Fri, 27 May 2011 00:21:12 +0000
Ok, by toggling PortG bit 6 (matching Arduino Digital 13) I see I can generate a 40 MHz square wave output, except that the first transition takes twice as long (some kind of pipeline issue I suppose)
PORTG = B00000000; // PortG pins low
PORTG = B01000000; // PortG.6 = Arduino Digital Pin 13 high
PORTG = B00000000; // PortG pins low
PORTG = B01000000; // PortG.6 = Arduino Digital Pin 13 high
Fri, 27 May 2011 01:00:25 +0000
The fastest way to toggle a pin on PIC32 is going to be something like
while(1)
{
LATGINV = B01000000;
}
For PIC32, usually the LAT registers are best for output and the PORT registers are best for input. The *INV (invert) registers are the fastest way to toggle an SFR bit. There are also *SET and *CLR registers that allow for quick bit sets and bit clears.
Fri, 27 May 2011 05:59:47 +0000
which can generate a 8 MHz square wave on Arduino
I don't think we ever got the AVR Arduino to generate anything faster than 5.33MHz using a code loop; all the jump instructions take at least 2 clocks, so the max speed loop using the pin toggle capability (PINB = 1) is 3 clocks, and 4 clocks with explicit port writes (PORTB=1; PORTB=0; Also no longer square...) I guess repeating code without looping will get you faster square waves (16Mhz, even?)
Extensive discussion here: http://arduino.cc/forum/index.php/topic,4324.0.html
What is the Arduino "Pin13" mapped to on the Uno32? It doesn't seem to be Port B pin 5, at any rate. And I see the data direction register (DDRB) is not defined when compiling for Uno32.
"RG6" If you drop below the arduino library level (even below c library level, so that you're dealing with chip specific pin and port names, you're not going to get instance compatibility. That's true even with the AVR based Arduinos (pin 13 is PORTB bit 7 on the MEGAs, for instance.)
Fri, 27 May 2011 06:04:45 +0000
the first transition takes twice as long (some kind of pipeline issue?

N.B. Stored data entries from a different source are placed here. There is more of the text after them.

mod parallel;
mod reduce;


use std::ops::Range;

use rand::rngs::StdRng;
use rand::{Rng, SeedableRng};
use serde::{Deserialize, Serialize};
use strum_macros::{Display, EnumIter, EnumString};
use tracing::trace;

use crate::blocks::{Block, BlockGrid};
use crate::common::{Error, PixelColor, Result};
use crate::frame::PixelView;

use reduce::{Average, Median, RandomPick};

/// How the representative color of a block is chosen.
#[derive(
    Clone,
    Copy,
    Debug,
    Default,
    PartialEq,
    Eq,
    Hash,
    Serialize,
    Deserialize,
    Display,
    EnumString,
    EnumIter,
)]
#[serde(rename_all = "lowercase")]
#[strum(serialize_all = "lowercase")]
pub enum Strategy {
    /// Per-channel integer mean.
    #[default]
    Average,
    /// Lower median by luminance.
    Median,
    /// One uniformly drawn pixel of the block.
    Random,
}

/// Computes the fill color of one block. `None` leaves the block untouched.
pub(crate) trait BlockReducer {
    fn reduce(&mut self, view: &PixelView<'_>, block: &Block) -> Result<Option<PixelColor>>;
}

/// Parameters for block pixelation.
#[derive(Debug, Clone, Copy, PartialEq, Eq, Serialize, Deserialize)]
pub struct Pixelate {
    /// Edge length of a block in pixels. Must be greater than zero.
    pub pixel_size: u32,
    pub strategy: Strategy,
    /// Seed for [`Strategy::Random`]. `None` seeds from OS entropy on every call.
    #[serde(default)]
    pub seed: Option<u64>,
}

impl Default for Pixelate {
    fn default() -> Self {
        Self {
            pixel_size: 8,
            strategy: Strategy::Average,
            seed: None,
        }
    }
}

impl Pixelate {
    pub fn new(pixel_size: u32, strategy: Strategy) -> Self {
        Self {
            pixel_size,
            strategy,
            seed: None,
        }
    }

    /// Builder method to set the block size.
    pub fn pixel_size(mut self, pixel_size: u32) -> Self {
        self.pixel_size = pixel_size;
        self
    }

    /// Builder method to set the strategy.
    pub fn strategy(mut self, strategy: Strategy) -> Self {
        self.strategy = strategy;
        self
    }

    /// Builder method to make [`Strategy::Random`] reproducible.
    pub fn seed(mut self, seed: u64) -> Self {
        self.seed = Some(seed);
        self
    }

    pub fn validate(&self) -> Result<()> {
        if self.pixel_size == 0 {
            return Err(Error::InvalidPixelSize);
        }
        Ok(())
    }

    /// Pixelates the blocks whose top edge lies in `rows`.
    ///
    /// Blocks extend up to `pixel_size` rows below their top edge (clipped at
    /// the image height), so the view must cover those rows too.
    pub fn apply(&self, view: &mut PixelView<'_>, rows: Range<u32>) -> Result<()> {
        match (self.strategy, self.seed) {
            (Strategy::Average, _) => average(view, self.pixel_size, rows),
            (Strategy::Median, _) => median(view, self.pixel_size, rows),
            (Strategy::Random, Some(seed)) => {
                let mut rng = StdRng::seed_from_u64(seed);
                random_with_rng(view, self.pixel_size, rows, &mut rng)
            }
            (Strategy::Random, None) => random(view, self.pixel_size, rows),
        }
    }

    /// Pixelates every row the view covers.
    pub fn apply_all(&self, view: &mut PixelView<'_>) -> Result<()> {
        let rows = view.covered_rows();
        self.apply(view, rows)
    }
}

/// Fills each block with the integer mean of its pixels.
pub fn average(view: &mut PixelView<'_>, pixel_size: u32, rows: Range<u32>) -> Result<()> {
    run(&mut Average, view, pixel_size, rows, "average")
}

/// Fills each block with its lower-median pixel by luminance.
pub fn median(view: &mut PixelView<'_>, pixel_size: u32, rows: Range<u32>) -> Result<()> {
    let mut median = Median::for_frame(view.width(), view.height(), pixel_size);
    run(&mut median, view, pixel_size, rows, "median")
}

/// Fills each block with one of its pixels, drawn from an entropy-seeded generator.
pub fn random(view: &mut PixelView<'_>, pixel_size: u32, rows: Range<u32>) -> Result<()> {
    let mut rng = StdRng::from_os_rng();
    random_with_rng(view, pixel_size, rows, &mut rng)
}

/// Like [`random`], drawing from `rng`. One generator serves every block of the call.
pub fn random_with_rng<R: Rng>(
    view: &mut PixelView<'_>,
    pixel_size: u32,
    rows: Range<u32>,
    rng: &mut R,
) -> Result<()> {
    run(&mut RandomPick::new(rng), view, pixel_size, rows, "random")
}

fn run<B: BlockReducer>(
    reducer: &mut B,
    view: &mut PixelView<'_>,
    pixel_size: u32,
    rows: Range<u32>,
    name: &str,
) -> Result<()> {
    let grid = BlockGrid::new(view.width(), view.height(), pixel_size, rows.clone())?;
    check_rows(view, &grid, &rows)?;

    let mut filled = 0usize;
    for block in grid {
        if block.is_empty() {
            continue;
        }
        if let Some(color) = reducer.reduce(view, &block)? {
            fill_block(view, &block, color)?;
            filled += 1;
        }
    }

    trace!(
        strategy = name,
        pixel_size,
        start = rows.start,
        end = rows.end,
        filled,
        "pixelated rows"
    );
    Ok(())
}

/// Rejects ranges past the image and blocks reaching rows the view does not own.
fn check_rows(view: &PixelView<'_>, grid: &BlockGrid, rows: &Range<u32>) -> Result<()> {
    if rows.start > rows.end || rows.end > view.height() {
        return Err(Error::InvalidRowRange {
            start: rows.start,
            end: rows.end,
            height: view.height(),
        });
    }
    if rows.is_empty() {
        return Ok(());
    }

    let touched_end = grid.touched_end();
    if rows.start < view.first_row() || touched_end > view.end_row() {
        return Err(Error::RowsNotCovered {
            start: rows.start,
            end: touched_end,
            first_row: view.first_row(),
            last_row: view.end_row(),
        });
    }
    Ok(())
}

fn fill_block(view: &mut PixelView<'_>, block: &Block, color: PixelColor) -> Result<()> {
    for dy in 0..block.height {
        for pixel in view.block_row_mut(block, dy)? {
            color.write_bgra(pixel);
        }
    }
    Ok(())
}
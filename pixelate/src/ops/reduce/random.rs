use rand::Rng;

use crate::blocks::Block;
use crate::common::{PixelColor, Result};
use crate::frame::PixelView;
use crate::ops::BlockReducer;

/// Picks one pixel per block: x then y, each uniform over the clipped block.
pub(crate) struct RandomPick<'r, R: Rng> {
    rng: &'r mut R,
}

impl<'r, R: Rng> RandomPick<'r, R> {
    pub(crate) fn new(rng: &'r mut R) -> Self {
        Self { rng }
    }
}

impl<R: Rng> BlockReducer for RandomPick<'_, R> {
    fn reduce(&mut self, view: &PixelView<'_>, block: &Block) -> Result<Option<PixelColor>> {
        // No draw is consumed for degenerate blocks.
        if block.is_empty() {
            return Ok(None);
        }

        let dx = self.rng.random_range(0..block.width);
        let dy = self.rng.random_range(0..block.height);
        view.pixel(block.x + dx, block.y + dy).map(Some)
    }
}
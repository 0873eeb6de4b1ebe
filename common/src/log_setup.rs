use std::sync::OnceLock;

use tracing::Level;
use tracing_appender::non_blocking::WorkerGuard;
use tracing_subscriber::fmt::writer::MakeWriterExt;
use tracing_subscriber::{layer::SubscriberExt, util::SubscriberInitExt, EnvFilter};

pub const LOG_DIR: &str = "logs";
pub const LOG_FILE_PREFIX: &str = "pixelate";

static LOG_GUARD: OnceLock<WorkerGuard> = OnceLock::new();

#[derive(Debug, thiserror::Error)]
pub enum LogSetupError {
    #[error("Invalid log filter: {0}")]
    InvalidFilter(String),
    #[error("Failed to create logs directory")]
    LogDir(#[from] std::io::Error),
    #[error("Failed to create log file appender: {0}")]
    Appender(String),
    #[error("Logging already initialized")]
    AlreadyInitialized,
}

pub fn is_initialized() -> bool {
    LOG_GUARD.get().is_some()
}

/// Installs a console + daily-rotated file subscriber.
///
/// `RUST_LOG` takes precedence over `base_level`. Only the first successful
/// call installs anything; later calls return [`LogSetupError::AlreadyInitialized`].
pub fn setup_logging(base_level: &str) -> Result<(), LogSetupError> {
    if is_initialized() {
        return Err(LogSetupError::AlreadyInitialized);
    }

    let env_filter = EnvFilter::try_from_default_env()
        .or_else(|_| EnvFilter::try_new(base_level))
        .map_err(|e| LogSetupError::InvalidFilter(e.to_string()))?;

    std::fs::create_dir_all(LOG_DIR)?;

    let file_appender = tracing_appender::rolling::Builder::new()
        .rotation(tracing_appender::rolling::Rotation::DAILY)
        .filename_prefix(LOG_FILE_PREFIX)
        .filename_suffix("log")
        .max_log_files(5)
        .build(LOG_DIR)
        .map_err(|e| LogSetupError::Appender(e.to_string()))?;

    let (file_writer, guard) = tracing_appender::non_blocking(file_appender);
    if LOG_GUARD.set(guard).is_err() {
        return Err(LogSetupError::AlreadyInitialized);
    }

    let console_writer = std::io::stdout.and(std::io::stderr.with_min_level(Level::WARN));

    let console_layer = tracing_subscriber::fmt::layer()
        .with_target(true)
        .with_line_number(true)
        .with_file(true)
        .with_ansi(true)
        .with_writer(console_writer);

    let file_layer = tracing_subscriber::fmt::layer()
        .with_target(true)
        .with_line_number(true)
        .with_file(true)
        .with_ansi(false)
        .with_writer(file_writer);

    // A host may already own the global subscriber; keep theirs.
    if let Err(e) = tracing_subscriber::registry()
        .with(env_filter)
        .with(console_layer)
        .with(file_layer)
        .try_init()
    {
        tracing::debug!("global subscriber already set: {e}");
    }

    Ok(())
}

Is there an explanation for the first transition issue? Can I exactly control the waveform (perfect square wave, or whatever) at the sacrifice of speed (some sort of sync instruction?) I know that the large MIPS cores I worked with had all sorts of special hacks to use when it became necessary to access physical memory or bypass caches and such, but I was never involved at that level and I don't know what (if anything) carries over to the M4K versions...

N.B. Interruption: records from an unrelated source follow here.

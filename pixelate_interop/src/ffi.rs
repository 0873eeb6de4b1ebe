use std::ops::Range;

use pixelate::{BlockGrid, FrameDesc, PixelView, Pixelate, Strategy};

#[derive(Debug, thiserror::Error)]
pub(crate) enum FfiError {
    #[error("{name} must not be negative, got {value}")]
    Negative { name: &'static str, value: i32 },
    #[error("Buffer pointer is null")]
    NullBuffer,
    #[error("Unknown algorithm id {0}")]
    UnknownAlgorithm(i32),
    #[error(transparent)]
    Pixelate(#[from] pixelate::Error),
}

pub(crate) type FfiResult<T> = Result<T, FfiError>;

fn non_negative(name: &'static str, value: i32) -> FfiResult<u32> {
    u32::try_from(value).map_err(|_| FfiError::Negative { name, value })
}

/// Algorithm ids shared with the host: 0 = average, 1 = median, 2 = random.
pub(crate) fn strategy_from_id(id: i32) -> FfiResult<Strategy> {
    match id {
        0 => Ok(Strategy::Average),
        1 => Ok(Strategy::Median),
        2 => Ok(Strategy::Random),
        _ => Err(FfiError::UnknownAlgorithm(id)),
    }
}

pub(crate) fn frame_desc(width: i32, height: i32, stride: i32) -> FfiResult<FrameDesc> {
    let desc = FrameDesc::new(
        non_negative("width", width)?,
        non_negative("height", height)?,
        non_negative("stride", stride)? as usize,
    );
    desc.validate()?;
    Ok(desc)
}

/// Arguments of one row-range call, checked against each other.
#[derive(Debug, Clone)]
pub(crate) struct RowCall {
    pub desc: FrameDesc,
    pub params: Pixelate,
    pub rows: Range<u32>,
    /// Rows the call may read or write: block tops in `rows` plus their block height.
    pub touched: Range<u32>,
}

impl RowCall {
    pub(crate) fn new(
        desc: FrameDesc,
        strategy: Strategy,
        pixel_size: i32,
        start_row: i32,
        end_row: i32,
    ) -> FfiResult<Self> {
        let params = Pixelate::new(non_negative("pixel_size", pixel_size)?, strategy);
        params.validate()?;

        let rows = non_negative("start_row", start_row)?..non_negative("end_row", end_row)?;
        if rows.start > rows.end || rows.end > desc.height {
            return Err(pixelate::Error::InvalidRowRange {
                start: rows.start,
                end: rows.end,
                height: desc.height,
            }
            .into());
        }

        let grid = BlockGrid::new(desc.width, desc.height, params.pixel_size, rows.clone())?;
        let touched = rows.start..grid.touched_end();

        Ok(Self {
            desc,
            params,
            rows,
            touched,
        })
    }

    /// Borrows only the touched rows of `buffer`, so calls on disjoint aligned
    /// ranges of one buffer never alias.
    ///
    /// # Safety
    /// `buffer` must be valid for reads and writes of `stride * height` bytes
    /// for `'a`, and no other live reference may cover the touched rows.
    pub(crate) unsafe fn view<'a>(&self, buffer: *mut u8) -> FfiResult<PixelView<'a>> {
        if buffer.is_null() {
            return Err(FfiError::NullBuffer);
        }

        let rows = self.touched.end - self.touched.start;
        // An empty range may start at `height`, past the last byte of an exact-size buffer.
        let bytes: &'a mut [u8] = if rows == 0 {
            &mut []
        } else {
            let offset = self.touched.start as usize * self.desc.stride;
            std::slice::from_raw_parts_mut(buffer.add(offset), self.desc.rows_len(rows))
        };

        Ok(PixelView::from_rows(
            self.desc,
            self.touched.start,
            rows,
            bytes,
        )?)
    }

    pub(crate) fn run(&self, view: &mut PixelView<'_>) -> FfiResult<()> {
        self.params.apply(view, self.rows.clone())?;
        Ok(())
    }
}

/// Borrows the whole frame.
///
/// # Safety
/// Same contract as [`RowCall::view`], for every row of the frame.
pub(crate) unsafe fn frame_view<'a>(desc: FrameDesc, buffer: *mut u8) -> FfiResult<PixelView<'a>> {
    if buffer.is_null() {
        return Err(FfiError::NullBuffer);
    }
    let bytes = std::slice::from_raw_parts_mut(buffer, desc.required_len());
    Ok(PixelView::new(desc, bytes)?)
}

Fri, 27 May 2011 08:36:22 +0000
the digitalWrite() operation executes 5x faster on the Uno32.
That's actually rather cool. I could say that this is about what you ought to expect; bit IO code in a tight loop is not going to benefit much from 32bit-ness, so any speedup would be mostly due to the increased clock rate. But I am surprised that it runs so close to the actual ratio (16 vs 80MHz: 5x speedup.)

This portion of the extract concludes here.